■ **Material for the task**
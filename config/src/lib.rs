//! TRX Configuration System
//!
//! Provides YAML-based configuration for the trx shell.
//!
//! # Configuration Loading Priority
//!
//! 1. Compiled-in defaults
//! 2. `/etc/trx/trx.yaml` (system-wide)
//! 3. `~/.config/trx/trx.yaml` (user)
//! 4. `./trx.yaml` (project-local)
//! 5. `TRX_CONFIG=/path/to/config.yaml` (explicit)
//! 6. Environment variables (highest priority)
//!
//! # Example Configuration
//!
//! ```yaml
//! shell:
//!   prompt: "{green}{user}{reset}:{cwd}$ "
//!   path: "/bin:/usr/bin:/home/user/bin"
//!
//! sandbox:
//!   origin: "https://trx.example.com"
//!   proxy_endpoint: "https://proxy.example.com/fetch"
//!   features:
//!     network: true
//!     clipboard: false
//!
//! logging:
//!   level: debug
//! ```

#![allow(missing_docs)]

mod error;
mod loader;
mod types;

pub use error::ConfigError;
pub use loader::ConfigLoader;
pub use types::*;

/// Load configuration from default locations.
///
/// Searches for config files in order and merges them.
/// Environment variables override file values.
pub fn load() -> Result<TrxConfig, ConfigError> {
    ConfigLoader::new().load()
}

/// Load configuration from a specific file.
pub fn load_from_file(path: &str) -> Result<TrxConfig, ConfigError> {
    ConfigLoader::new().with_file(path).load()
}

■ **To do**
Output each line of the material exactly, keeping every word as it appears.

■ **Exercise solution**
filename config/src/lib.rs
//! TRX Configuration System
//!
//! Provides YAML-based configuration for the trx shell.
//!
//! # Configuration Loading Priority
//!
//! 1. Compiled-in defaults
//! 2. `/etc/trx/trx.yaml` (system-wide)
//! 3. `~/.config/trx/trx.yaml` (user)
//! 4. `./trx.yaml` (project-local)
//! 5. `TRX_CONFIG=/path/to/config.yaml` (explicit)
//! 6. Environment variables (highest priority)
//!
//! # Example Configuration
//!
//! ```yaml
//! shell:
//!   prompt: "{green}{user}{reset}:{cwd}$ "
//!   path: "/bin:/usr/bin:/home/user/bin"
//!
//! sandbox:
//!   origin: "https://trx.example.com"
//!   proxy_endpoint: "https://proxy.example.com/fetch"
//!   features:
//!     network: true
//!     clipboard: false
//!
//! logging:
//!   level: debug
//! ```

#![allow(missing_docs)]

mod error;
mod loader;
mod types;

pub use error::ConfigError;
pub use loader::ConfigLoader;
pub use types::*;

/// Load configuration from default locations.
///
/// Searches for config files in order and merges them.
/// Environment variables override file values.
pub fn load() -> Result<TrxConfig, ConfigError> {
    ConfigLoader::new().load()
}

/// Load configuration from a specific file.
pub fn load_from_file(path: &str) -> Result<TrxConfig, ConfigError> {
    ConfigLoader::new().with_file(path).load()
}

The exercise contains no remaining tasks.